AACR Cancer Health Disparities 2023 PRESENTATION
Authors Emily A. Teslow, Ph.D., Minxuan Huang, Ph.D., Melissa Stoppler, M.D., Albert Levin, Ph.D., Ling Huang, Ph.D.

Background – Pancreatic cancer is the 3rd leading cause of cancer-related deaths in the US, with a 5-year survival rate of approximately 12%. The occurrence of new pancreatic cancer cases has continued to rise in the last two decades, with the highest incidence observed in the Black and African American (BAA) population. While socioeconomic and environmental factors may contribute to observed racial disparities in the occurrence of pancreatic cancer, it is unclear whether there are molecular differences in pancreatic tumors across racially and ethnically diverse populations. The goal of this study was to identify key molecular differences between BAA and White patients’ pancreatic tumors.

Methods – We analyzed 4620 de-identified records with a primary diagnosis of pancreatic ductal adenocarcinoma (PDAC) who underwent somatic NGS testing via a commercially available 595-648 gene DNA panel as well as whole transcriptome RNA-seq. Race was extracted from clinical records (e.g., order forms, patient records, etc.). Somatic mutations, microsatellite instability (MSI), and tumor mutational burden (TMB) were compared between White (n=3797) and BAA (n=452) samples by Chi-squared or Fisher’s Exact tests. False discovery rate (FDR) corrections were applied to pairwise comparisons.

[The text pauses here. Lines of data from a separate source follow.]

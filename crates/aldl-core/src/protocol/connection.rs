//! Connection management
//!
//! Owns the transport handle for one session and performs exchanges.

use serde::{Deserialize, Serialize};
use std::time::Duration;
use tracing::{debug, info, warn};

use super::{
    OpenOptions, Transport, TransportError, TransportProvider, DEFAULT_READ_TIMEOUT_MS,
    MAX_PACKET_SIZE,
};

/// Connection state
#[derive(Debug, Clone, Copy, PartialEq, Eq, Serialize, Deserialize)]
pub enum ConnectionState {
    /// No transport open
    Disconnected,
    /// Transport open and ready for exchanges
    Connected,
}

/// Host transport configuration
#[derive(Debug, Clone, PartialEq, Eq)]
pub struct ConnectionConfig {
    /// Serial port name
    pub port_name: String,
    /// Upper bound on a single read; a read that times out yields an empty packet
    pub read_timeout: Duration,
    /// Read buffer size
    pub read_buffer: usize,
}

impl Default for ConnectionConfig {
    fn default() -> Self {
        Self {
            port_name: String::new(),
            read_timeout: Duration::from_millis(DEFAULT_READ_TIMEOUT_MS),
            read_buffer: MAX_PACKET_SIZE,
        }
    }
}

/// ECM connection
///
/// Exchanges take `&mut self`, so only one can be in flight.
pub struct Connection {
    /// Open transport
    transport: Option<Box<dyn Transport>>,
    /// Options the transport was opened with
    options: Option<OpenOptions>,
    /// Metrics: cumulative bytes sent & received
    tx_bytes: u64,
    rx_bytes: u64,
}

impl Default for Connection {
    fn default() -> Self {
        Self::new()
    }
}

impl Connection {
    /// Create a connection (not yet open)
    pub fn new() -> Self {
        Self {
            transport: None,
            options: None,
            tx_bytes: 0,
            rx_bytes: 0,
        }
    }

    /// Open a transport from `provider`. Any transport already open is closed first.
    pub fn open(
        &mut self,
        provider: &mut dyn TransportProvider,
        options: OpenOptions,
    ) -> Result<(), TransportError> {
        if self.transport.is_some() {
            debug!("open: closing previous transport");
            self.close();
        }

        let transport = provider.open(&options).map_err(|e| {
            warn!(baud_rate = options.baud_rate, "link failed: {e}");
            TransportError::LinkRefused(e.to_string())
        })?;

        info!(baud_rate = options.baud_rate, "hardware linked");
        self.transport = Some(transport);
        self.options = Some(options);
        Ok(())
    }

    /// Release the transport. Safe to call when already closed.
    pub fn close(&mut self) {
        if let Some(mut transport) = self.transport.take() {
            if let Err(e) = transport.close() {
                warn!("error while closing transport: {e}");
            }
            info!("hardware unlinked");
        }
        self.options = None;
    }

    /// Whether a transport is open
    pub fn is_open(&self) -> bool {
        self.transport.is_some()
    }

    /// Current connection state
    pub fn state(&self) -> ConnectionState {
        if self.is_open() {
            ConnectionState::Connected
        } else {
            ConnectionState::Disconnected
        }
    }

    /// Options of the open transport
    pub fn options(&self) -> Option<OpenOptions> {
        self.options
    }

    /// Get cumulative (tx, rx) byte counters
    pub fn get_counters(&self) -> (u64, u64) {
        (self.tx_bytes, self.rx_bytes)
    }

    /// Write `request`, then read once.
    ///
    /// Returns whatever arrived, which may be a partial or empty packet.
    pub fn exchange(&mut self, request: &[u8]) -> Result<Vec<u8>, TransportError> {
        let transport = self.transport.as_mut().ok_or(TransportError::NotConnected)?;

        transport
            .write(request)
            .map_err(|e| TransportError::BusError(e.to_string()))?;
        self.tx_bytes += request.len() as u64;

        let response = transport
            .read()
            .map_err(|e| TransportError::BusError(e.to_string()))?;
        self.rx_bytes += response.len() as u64;

        debug!(
            sent = request.len(),
            received = response.len(),
            "exchange complete"
        );
        Ok(response)
    }
}

impl Drop for Connection {
    fn drop(&mut self) {
        self.close();
    }
}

Results – The combined cohort had a median age of 68 years and 88% of records had stage 3 or 4 disease at the time of diagnosis. We found that alterations in TP53 (70% vs 62%, q=0.014) and KMT2C (6.9% vs 2.3% q<0.001) were at significantly higher frequencies in BAA vs White samples. Weakly significant differences were observed in BAA vs White samples based on alterations in KRAS (79% vs 74%, p=0.02), RNF43 (6% vs 3.7% p=0.022), and GNAS (0.2% vs 1.6%, p=0.022), all of which had q-values of 0.14 after FDR correction. When stratifying by detailed alterations, KRAS G12R was significantly more frequent in BAA than White (14% vs 10%, q=0.037), and GNAS R201H was more frequent in White vs BAA (0.9% vs. 0%, q=0.056) samples. Finally, when assessing biomarkers associated with immunotherapy response in solid tumors, we found that neither the frequency of TMB-H (≥ 10 mut/MB) nor MSI-high status were significantly different between BAA and White samples. Interestingly, in the subset of 676 PDAC patients who had PD-L1 IHC performed previously, BAA samples had a higher frequency of PD-L1 positivity compared with White samples (20% vs 12%, p=0.039).

Conclusions – We assessed molecular differences between BAA and White patients’ tumors in the largest cohort of PDAC records reported to date. Our findings suggest that there are key molecular tumor characteristics which occur more frequently in BAA PDAC tumors. In particular, alterations in genes such as KMT2C, which were more frequent in our cohort of BAA tumors, are known contributors to pancreatic tumorigenesis and represent potential therapeutic targets. These findings highlight the importance of studying racially and ethnically diverse populations to better understand key molecular alterations.